Death penalty opponents noted that Virginia has executed close to 1,400 people dating back to colonial times and that the vast majority of them were African American. They also repeatedly reminded lawmakers that all current death row prisoners are Black.
“It is vital that our criminal justice system operates fairly and punishes people equitably. We all know the death penalty doesn’t do that. It is inequitable, ineffective and inhumane,” Northam and other Democratic leaders said in a joint statement issued shortly after the votes. “Over Virginia’s long history, this Commonwealth has executed more people than any other state. And, like many other states, Virginia has come too close to executing an innocent person. It’s time we stop this machinery of death.”
The action also generated attention from death penalty opponents around the nation.
“Virginia is one stroke of the pen from making history as the first Confederate state to repeal the death penalty,” said Sarah Craft, death penalty program director for Equal Justice USA. “To evolve from having the nation’s most recorded executions — and a deep legacy of lynchings — to this moment is truly remarkable.”

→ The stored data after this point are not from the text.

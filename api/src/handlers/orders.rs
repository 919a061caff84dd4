//! Order handlers
//!
//! Checkout and order lookup are public; listing, status changes and
//! deletion need the admin key.

use axum::extract::State;
use serde::Deserialize;

use crate::app::{CouponQuote, ListParams, PlaceOrderRequest};
use crate::auth::AdminAccess;
use crate::domain::entities::{Order, OrderStatus};
use crate::error::AppError;
use crate::handlers::extract::{ApiJson, ApiPath, ApiQuery};
use crate::response::{ApiResponse, Paginated};
use crate::AppState;

#[derive(Debug, Deserialize)]
pub struct UpdateStatusRequest {
    pub status: String,
}

#[derive(Debug, Deserialize)]
pub struct ValidateCouponRequest {
    pub code: String,
    pub subtotal: f64,
}

/// POST /api/orders
pub async fn place_order(
    State(state): State<AppState>,
    ApiJson(request): ApiJson<PlaceOrderRequest>,
) -> Result<ApiResponse<Order>, AppError> {
    let order = state.orders.place_order(request).await?;
    Ok(ApiResponse::created("Order placed successfully", order))
}

/// GET /api/orders/:id
pub async fn get_order(
    State(state): State<AppState>,
    ApiPath(id): ApiPath<String>,
) -> Result<ApiResponse<Order>, AppError> {
    let order = state.orders.get(&id).await?;
    Ok(ApiResponse::ok("Order fetched successfully", order))
}

/// GET /api/orders/invoice/:invoice
pub async fn order_by_invoice(
    State(state): State<AppState>,
    ApiPath(invoice): ApiPath<String>,
) -> Result<ApiResponse<Order>, AppError> {
    let order = state.orders.by_invoice(&invoice).await?;
    Ok(ApiResponse::ok("Order fetched successfully", order))
}

/// GET /api/orders
pub async fn list_orders(
    _admin: AdminAccess,
    State(state): State<AppState>,
    ApiQuery(params): ApiQuery<ListParams>,
) -> Result<ApiResponse<Paginated<Order>>, AppError> {
    let page = state.orders.list(&params).await?;
    Ok(ApiResponse::ok("Orders fetched successfully", page))
}

/// GET /api/users/:id/orders
pub async fn user_orders(
    State(state): State<AppState>,
    ApiPath(user_id): ApiPath<String>,
    ApiQuery(params): ApiQuery<ListParams>,
) -> Result<ApiResponse<Paginated<Order>>, AppError> {
    let page = state.orders.list_for_user(&user_id, &params).await?;
    Ok(ApiResponse::ok("Orders fetched successfully", page))
}

/// PATCH /api/orders/:id/status
pub async fn update_order_status(
    _admin: AdminAccess,
    State(state): State<AppState>,
    ApiPath(id): ApiPath<String>,
    ApiJson(request): ApiJson<UpdateStatusRequest>,
) -> Result<ApiResponse<Order>, AppError> {
    let status: OrderStatus = request.status.parse().map_err(AppError::BadRequest)?;
    let order = state.orders.update_status(&id, status).await?;
    Ok(ApiResponse::ok(
        format!("Order status updated to {}", order.status),
        order,
    ))
}

/// DELETE /api/orders/:id
pub async fn delete_order(
    _admin: AdminAccess,
    State(state): State<AppState>,
    ApiPath(id): ApiPath<String>,
) -> Result<ApiResponse<()>, AppError> {
    state.orders.delete(&id).await?;
    tracing::info!(order_id = %id, "Order deleted");
    Ok(ApiResponse::message("Order deleted successfully"))
}

/// POST /api/coupons/validate
pub async fn validate_coupon(
    State(state): State<AppState>,
    ApiJson(request): ApiJson<ValidateCouponRequest>,
) -> Result<ApiResponse<CouponQuote>, AppError> {
    let quote = state
        .orders
        .validate_coupon(&request.code, request.subtotal)
        .await?;
    Ok(ApiResponse::ok("Coupon applied", quote))
}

Conservatives Concerned About the Death Penalty responded with praise for Republicans in both houses who joined the Democratic majority to vote for abolition.
“Republicans are turning against the death penalty due to the risk of executing someone who is innocent, the death penalty’s high costs, as well as due to their pro-life beliefs,” said Hannah Cox, senior national manager. “As in the last two states to end the death penalty — Colorado and New Hampshire — GOP lawmakers in Virginia are at the forefront of scrapping the death penalty.”